Com base nesse conhecimento, a maioria das pacientes com câncer de mama RH+/HER2- em estádio inicial e axila clinicamente negativa, são submetidas apenas à BLS no cenário de 1 a 2 linfonodos positivos. No entanto, a informação proveniente do estadiamento oncológico da axila não deve ser completamente ignorada na seleção do tratamento adjuvante, especialmente nas pacientes jovens. Até o presente momento, entende-se que a adição de quimioterapia não é uma estratégia proporcional às mulheres na pós-menopausa com câncer de mama RH+/HER2- com 1 a 3 linfonodos axilares positivos e um risk score (RS) ≤ 25 pelo Oncotype DX, de acordo com os dados do RxPONDER. Entretanto, para as pacientes na pré-menopausa, quimioterapia deve ser aconselhada na presença de 1 a 3 linfonodos axilares comprometidos, independente do valor de RS. Além disso, a duração da terapia endócrina adjuvante pode se prolongar em pacientes na pré-menopausa com metástases em linfonodos da axila se houver o entendimento de que o risco clínico e patológico é alto o suficiente para manter o tratamento além dos 5 anos. A decisão sobre o uso do inibidor de CDK4/6 abemaciclibe também se baseia na presença de comprometimento linfonodal. No subconjunto de mulheres com doença ERBB2 positiva, por sua vez, o estadiamento axilar é fundamental para adequar o tratamento pós cirúrgico, sendo possível restringir a terapia apenas a paclitaxel e trastuzumabe no contexto de axila negativa. No câncer de mama triplo negativo estádio inicial não é diferente, pois a constatação de acometimento axilar auxilia no planejamento neo/adjuvante, incluindo estratégias de acréscimo de imunoterapia (pembrolizumabe), quimioterapia (capecitabina), ou inibidores da PARP (se identificadas variantes patogênicas ou provavelmente patogênicas germinativas em BRCA1/2). Quanto ao tratamento local, campos de radiação linfonodal são frequentemente adaptados às mulheres com envolvimento axilar como complemento à radioterapia mamária após cirurgia conservadora.
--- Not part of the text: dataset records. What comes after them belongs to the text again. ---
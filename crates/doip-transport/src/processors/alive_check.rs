use tracing::{debug, warn};

use crate::channel::socket::ChannelSocket;
use crate::channel::DoIpChannel;
use crate::wire::DoIpMessage;

/// Alive check response from the tester
#[derive(Debug, Clone, Copy, Default, PartialEq, Eq)]
pub struct AliveCheckProcessor;

impl AliveCheckProcessor {
    pub(crate) fn handle_message<S: ChannelSocket>(
        &self,
        message: &DoIpMessage,
        channel: &mut DoIpChannel<S>,
    ) {
        let source_address = u16::from_be_bytes([message.payload[0], message.payload[1]]);
        if source_address == channel.source_address() {
            debug!(slot = channel.slot(), sa = source_address, "Alive check response");
        } else {
            warn!(
                slot = channel.slot(),
                sa = source_address,
                registered_sa = channel.source_address(),
                "Alive check response from unexpected source address"
            );
        }
    }
}
//! Incremental message readers
//!
//! A channel frames one message at a time through a chain of readers:
//!
//! ```text
//!            +--------+   diagnostic   +----------------+  proceed  +------------+
//!   bytes -> | Header | -------------> | PreDiagnostic  | --------> | Diagnostic |
//!            +--------+                +----------------+           +------------+
//!                |  other                 | discard / close             |
//!                v                        v                             v
//!        +----------------+          back to Header              back to Header
//!        | NonDiagnostic  | --> back to Header
//!        +----------------+
//! ```
//!
//! Each reader declares how many bytes it needs, the channel fills them
//! across as many readiness events as it takes, then the reader evaluates
//! the bytes and tells the channel what to do next.

mod diagnostic;
mod header;
mod non_diagnostic;
mod pre_diagnostic;

use crate::channel::socket::{ChannelSocket, ResponseSender};
use crate::channel::state::ChannelState;
use crate::channel::ChannelEnv;
use crate::uds::{Address, ChannelId, UdsMessage};
use crate::wire::DoIpMessage;

use diagnostic::DiagnosticReader;
use header::HeaderReader;
use non_diagnostic::NonDiagnosticReader;
use pre_diagnostic::PreDiagnosticReader;

#[derive(Debug, Clone, Copy, PartialEq, Eq)]
pub enum ActionForReader {
    /// The next reader is set and needs more bytes
    ContinueReading,
    /// The current message is complete
    FinishedReading,
    /// The connection must be closed
    CloseSocket,
}

/// What a reader's evaluation asks the channel to do next
#[derive(Debug, Clone, Copy, PartialEq, Eq)]
pub struct ReaderAction {
    pub action: ActionForReader,
    /// Payload bytes to drain from the socket before the action completes
    pub bytes_to_discard: usize,
}

impl ReaderAction {
    pub const fn continue_reading() -> Self {
        Self {
            action: ActionForReader::ContinueReading,
            bytes_to_discard: 0,
        }
    }

    pub const fn finished(bytes_to_discard: usize) -> Self {
        Self {
            action: ActionForReader::FinishedReading,
            bytes_to_discard,
        }
    }

    pub const fn close_socket(bytes_to_discard: usize) -> Self {
        Self {
            action: ActionForReader::CloseSocket,
            bytes_to_discard,
        }
    }
}

#[derive(Debug, Clone, Copy, PartialEq, Eq)]
pub enum ReaderKind {
    Header,
    NonDiagnostic,
    PreDiagnostic,
    Diagnostic,
}

impl ReaderKind {
    /// Readers whose completed message goes to the channel state
    pub fn delivers_message(self) -> bool {
        matches!(self, Self::NonDiagnostic | Self::Diagnostic)
    }
}

/// Channel data a reader may touch while evaluating
pub(crate) struct ReaderContext<'c, 'e, S> {
    pub slot: usize,
    pub state: ChannelState,
    pub source_address: Address,
    pub channel_id: ChannelId,
    /// Where a reader hands the message back to the channel
    pub message: &'c mut Option<DoIpMessage>,
    pub uds_message: &'c mut Option<UdsMessage>,
    pub sender: ResponseSender<'c, S>,
    pub env: &'c ChannelEnv<'e, S>,
}

/// The four readers of a channel plus the active one
#[derive(Debug)]
pub(crate) struct MessageReaders {
    active: ReaderKind,
    header: HeaderReader,
    non_diagnostic: NonDiagnosticReader,
    pre_diagnostic: PreDiagnosticReader,
    diagnostic: DiagnosticReader,
}

impl MessageReaders {
    pub(crate) fn new() -> Self {
        Self {
            active: ReaderKind::Header,
            header: HeaderReader::default(),
            non_diagnostic: NonDiagnosticReader::default(),
            pre_diagnostic: PreDiagnosticReader::default(),
            diagnostic: DiagnosticReader::default(),
        }
    }

    pub(crate) fn active(&self) -> ReaderKind {
        self.active
    }

    /// Hand `message` to the active reader; returns the number of bytes it needs
    pub(crate) fn initialize(&mut self, message: DoIpMessage) -> usize {
        match self.active {
            ReaderKind::Header => self.header.initialize(message),
            ReaderKind::NonDiagnostic => self.non_diagnostic.initialize(message),
            ReaderKind::PreDiagnostic => self.pre_diagnostic.initialize(message),
            ReaderKind::Diagnostic => self.diagnostic.initialize(message),
        }
    }

    /// Buffer the active reader wants filled
    pub(crate) fn buffer<'b>(&'b mut self, uds_message: &'b mut Option<UdsMessage>) -> &'b mut [u8] {
        match self.active {
            ReaderKind::Header => self.header.buffer(),
            ReaderKind::NonDiagnostic => self.non_diagnostic.buffer(),
            ReaderKind::PreDiagnostic => self.pre_diagnostic.buffer(),
            ReaderKind::Diagnostic => DiagnosticReader::buffer(uds_message),
        }
    }

    /// Evaluate the filled buffer and switch to the reader it selects
    pub(crate) fn evaluate<S: ChannelSocket>(
        &mut self,
        ctx: &mut ReaderContext<'_, '_, S>,
    ) -> ReaderAction {
        let (action, next) = match self.active {
            ReaderKind::Header => self.header.evaluate(ctx),
            ReaderKind::NonDiagnostic => self.non_diagnostic.evaluate(ctx),
            ReaderKind::PreDiagnostic => self.pre_diagnostic.evaluate(ctx),
            ReaderKind::Diagnostic => self.diagnostic.evaluate(ctx),
        };
        self.active = next;
        action
    }

    /// Abandon the message in flight and fall back to the header reader
    pub(crate) fn reset(&mut self) -> Option<DoIpMessage> {
        let message = match self.active {
            ReaderKind::Header => self.header.reset(),
            ReaderKind::NonDiagnostic => self.non_diagnostic.reset(),
            ReaderKind::PreDiagnostic => self.pre_diagnostic.reset(),
            ReaderKind::Diagnostic => self.diagnostic.reset(),
        };
        self.active = ReaderKind::Header;
        message
    }
}

/// Take the message out of a reader during evaluation
fn held_message(message: &mut Option<DoIpMessage>, reader: &str) -> DoIpMessage {
    match message.take() {
        Some(message) => message,
        None => panic!("{reader} reader evaluated without a message"),
    }
}
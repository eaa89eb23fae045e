//! In-flight DoIP message buffer and outbound frame builders

use bytes::{BufMut, BytesMut};

use super::{
    DiagnosticMessageResponseCode, NackCode, PayloadType, ProtocolVersion,
    RoutingActivationResponseCode, DIAGNOSTIC_RESPONSE_PAYLOAD_LENGTH, HEADER_LENGTH,
    ROUTING_ACTIVATION_RESPONSE_PAYLOAD_LENGTH,
};

/// A DoIP message: generic header fields plus payload bytes.
///
/// The payload type is kept raw so that headers carrying an unknown type can
/// still be represented and answered with a NACK.
#[derive(Debug, Clone, Default, PartialEq, Eq)]
pub struct DoIpMessage {
    pub protocol_version: u8,
    pub inv_protocol_version: u8,
    pub payload_type: u16,
    pub payload_length: u32,
    pub payload: Vec<u8>,
}

impl DoIpMessage {
    /// Create an outbound message with the response protocol version
    pub fn new(payload_type: PayloadType, payload: Vec<u8>) -> Self {
        let version = ProtocolVersion::RESPONSE;
        Self {
            protocol_version: version as u8,
            inv_protocol_version: version.inverse(),
            payload_type: payload_type.code(),
            payload_length: payload.len() as u32,
            payload,
        }
    }

    /// Known payload type, if any
    pub fn kind(&self) -> Option<PayloadType> {
        PayloadType::try_from(self.payload_type).ok()
    }

    /// Populate the header fields from a received generic header
    pub fn fill_header(&mut self, header: &[u8; HEADER_LENGTH]) {
        self.protocol_version = header[0];
        self.inv_protocol_version = header[1];
        self.payload_type = u16::from_be_bytes([header[2], header[3]]);
        self.payload_length = u32::from_be_bytes([header[4], header[5], header[6], header[7]]);
    }

    /// Forget header and payload so the buffer can frame the next message
    pub fn clear(&mut self) {
        self.protocol_version = 0;
        self.inv_protocol_version = 0;
        self.payload_type = 0;
        self.payload_length = 0;
        self.payload.clear();
    }

    /// Encode the generic header
    pub fn header_bytes(&self) -> [u8; HEADER_LENGTH] {
        encode_header(
            self.protocol_version,
            self.inv_protocol_version,
            self.payload_type,
            self.payload_length,
        )
    }

    /// Encode header and payload into one contiguous frame
    pub fn to_bytes(&self) -> BytesMut {
        let mut buf = BytesMut::with_capacity(HEADER_LENGTH + self.payload.len());
        buf.put_slice(&self.header_bytes());
        buf.put_slice(&self.payload);
        buf
    }

    /// Generic negative acknowledge carrying a single NACK code
    pub fn generic_nack(code: NackCode) -> Self {
        Self::new(PayloadType::GenericNegativeAcknowledge, vec![code.into()])
    }

    /// Routing activation response.
    ///
    /// Layout: tester SA, entity TA, response code, four reserved bytes.
    pub fn routing_activation_response(
        tester_address: u16,
        entity_address: u16,
        code: RoutingActivationResponseCode,
    ) -> Self {
        let mut payload = Vec::with_capacity(ROUTING_ACTIVATION_RESPONSE_PAYLOAD_LENGTH);
        payload.put_u16(tester_address);
        payload.put_u16(entity_address);
        payload.put_u8(code as u8);
        payload.put_u32(0);
        Self::new(PayloadType::RoutingActivationResponse, payload)
    }

    /// Diagnostic message positive or negative acknowledge.
    ///
    /// `target_address` is the target of the acknowledged request, so it is
    /// echoed first, followed by the tester's `source_address`.
    pub fn diagnostic_response(
        target_address: u16,
        source_address: u16,
        code: DiagnosticMessageResponseCode,
    ) -> Self {
        let payload_type = if code.is_positive() {
            PayloadType::DiagnosticMessagePositiveAck
        } else {
            PayloadType::DiagnosticMessageNegativeAck
        };
        let mut payload = Vec::with_capacity(DIAGNOSTIC_RESPONSE_PAYLOAD_LENGTH);
        payload.put_u16(target_address);
        payload.put_u16(source_address);
        payload.put_u8(code as u8);
        Self::new(payload_type, payload)
    }
}

/// Encode a generic header from its raw fields
pub fn encode_header(
    protocol_version: u8,
    inv_protocol_version: u8,
    payload_type: u16,
    payload_length: u32,
) -> [u8; HEADER_LENGTH] {
    let mut header = [0u8; HEADER_LENGTH];
    header[0] = protocol_version;
    header[1] = inv_protocol_version;
    header[2..4].copy_from_slice(&payload_type.to_be_bytes());
    header[4..8].copy_from_slice(&payload_length.to_be_bytes());
    header
}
Os dados do estudo SOUND são consistentes com as diretrizes da campanha Choose Wisely da Society of Surgical Oncology, que recomenda omitir a BLS em pacientes com mais de 70 anos com câncer de mama de pequenas dimensões, RH+/HER2-, quando o plano de tratamento adjuvante não inclui a adição de quimioterapia ao tratamento endócrino. Os resultados do SOUND sugerem que as pacientes com essas características podem ser poupadas de cirurgia axilar em casos selecionados, em que a ausência de informações anatomopatológicas dos linfonodos axilares não afete o plano de tratamento pós-operatório.

 

Citação: Gentilini OD, Botteri E, Sangalli C, et al. Sentinel Lymph Node Biopsy vs No Axillary Surgery in Patients With Small Breast Cancer and Negative Results on Ultrasonography of Axillary Lymph Nodes: The SOUND Randomized Clinical Trial. JAMA Oncology, 2023.